Problem to work on: Exact copies of all records below are needed.

Dataset records
_ _ _ _ _

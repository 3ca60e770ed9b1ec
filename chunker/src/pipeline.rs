use crate::assembly::{Assembly, DocumentAssembler, DocumentSource};
use crate::capabilities::{ExtractionProvider, OcrProvider};
use crate::config::Config;
use crate::error::IngestError;
use crate::extractor::ChunkExtractor;
use crate::openai_service::OpenAiService;
use crate::reconstructor::{ReconstructedText, TextReconstructor};
use crate::textract_service::TextractService;
use crate::tokens::TokenCounter;
use std::sync::Arc;

/// One uploaded document as handed over by the calling surface.
#[derive(Debug, Clone)]
pub struct UploadedFile {
    pub bytes: Vec<u8>,
    pub file_name: String,
    pub mime_type: String,
}

/// OCR, then extraction, then assembly, strictly in that order.
///
/// Holds no per-document state, so one pipeline can serve concurrent
/// uploads. Dropping the future returned by [`DocumentPipeline::process`]
/// abandons whichever capability call is in flight.
pub struct DocumentPipeline {
    ocr: Arc<dyn OcrProvider>,
    extractor: ChunkExtractor,
    reconstructor: TextReconstructor,
    tokens: TokenCounter,
}

impl DocumentPipeline {
    pub fn new(
        ocr: Arc<dyn OcrProvider>,
        extraction: Arc<dyn ExtractionProvider>,
        config: &Config,
    ) -> Result<Self, IngestError> {
        Ok(Self {
            ocr,
            extractor: ChunkExtractor::new(extraction)
                .with_temperature(config.extraction_temperature),
            reconstructor: TextReconstructor::new(config.line_threshold),
            tokens: TokenCounter::new()?,
        })
    }

    /// Wires Textract and OpenAI from configuration.
    pub fn from_config(config: &Config) -> Result<Self, IngestError> {
        log::info!("Initializing document pipeline...");
        let ocr = Arc::new(TextractService::new(config)?);
        let extraction = Arc::new(OpenAiService::new(config)?);
        Self::new(ocr, extraction, config)
    }

    pub async fn reconstruct(&self, upload: &UploadedFile) -> Result<ReconstructedText, IngestError> {
        log::info!("OCR started for {}", upload.file_name);
        let blocks = self
            .ocr
            .detect_blocks(&upload.bytes, &upload.mime_type)
            .await
            .map_err(IngestError::Reconstruction)?;
        log::info!("OCR finished: {} blocks", blocks.len());

        Ok(self.reconstructor.reconstruct(&blocks))
    }

    pub async fn process(&self, upload: UploadedFile) -> Result<Assembly, IngestError> {
        let reconstructed = self.reconstruct(&upload).await?;
        let extracted = self.extractor.extract(&reconstructed.text).await?;

        let source = DocumentSource {
            file_size: upload.bytes.len() as u64,
            file_name: upload.file_name,
            mime_type: upload.mime_type,
        };

        Ok(DocumentAssembler::new(&self.tokens).assemble(source, reconstructed, extracted))
    }
}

_ _ _ _ _

Answer:
repository 3ca60e770ed9b1ec
filename chunker/src/pipeline.rs
use crate::assembly::{Assembly, DocumentAssembler, DocumentSource};
use crate::capabilities::{ExtractionProvider, OcrProvider};
use crate::config::Config;
use crate::error::IngestError;
use crate::extractor::ChunkExtractor;
use crate::openai_service::OpenAiService;
use crate::reconstructor::{ReconstructedText, TextReconstructor};
use crate::textract_service::TextractService;
use crate::tokens::TokenCounter;
use std::sync::Arc;

/// One uploaded document as handed over by the calling surface.
#[derive(Debug, Clone)]
pub struct UploadedFile {
    pub bytes: Vec<u8>,
    pub file_name: String,
    pub mime_type: String,
}

/// OCR, then extraction, then assembly, strictly in that order.
///
/// Holds no per-document state, so one pipeline can serve concurrent
/// uploads. Dropping the future returned by [`DocumentPipeline::process`]
/// abandons whichever capability call is in flight.
pub struct DocumentPipeline {
    ocr: Arc<dyn OcrProvider>,
    extractor: ChunkExtractor,
    reconstructor: TextReconstructor,
    tokens: TokenCounter,
}

impl DocumentPipeline {
    pub fn new(
        ocr: Arc<dyn OcrProvider>,
        extraction: Arc<dyn ExtractionProvider>,
        config: &Config,
    ) -> Result<Self, IngestError> {
        Ok(Self {
            ocr,
            extractor: ChunkExtractor::new(extraction)
                .with_temperature(config.extraction_temperature),
            reconstructor: TextReconstructor::new(config.line_threshold),
            tokens: TokenCounter::new()?,
        })
    }

    /// Wires Textract and OpenAI from configuration.
    pub fn from_config(config: &Config) -> Result<Self, IngestError> {
        log::info!("Initializing document pipeline...");
        let ocr = Arc::new(TextractService::new(config)?);
        let extraction = Arc::new(OpenAiService::new(config)?);
        Self::new(ocr, extraction, config)
    }

    pub async fn reconstruct(&self, upload: &UploadedFile) -> Result<ReconstructedText, IngestError> {
        log::info!("OCR started for {}", upload.file_name);
        let blocks = self
            .ocr
            .detect_blocks(&upload.bytes, &upload.mime_type)
            .await
            .map_err(IngestError::Reconstruction)?;
        log::info!("OCR finished: {} blocks", blocks.len());

        Ok(self.reconstructor.reconstruct(&blocks))
    }

    pub async fn process(&self, upload: UploadedFile) -> Result<Assembly, IngestError> {
        let reconstructed = self.reconstruct(&upload).await?;
        let extracted = self.extractor.extract(&reconstructed.text).await?;

        let source = DocumentSource {
            file_size: upload.bytes.len() as u64,
            file_name: upload.file_name,
            mime_type: upload.mime_type,
        };

        Ok(DocumentAssembler::new(&self.tokens).assemble(source, reconstructed, extracted))
    }
}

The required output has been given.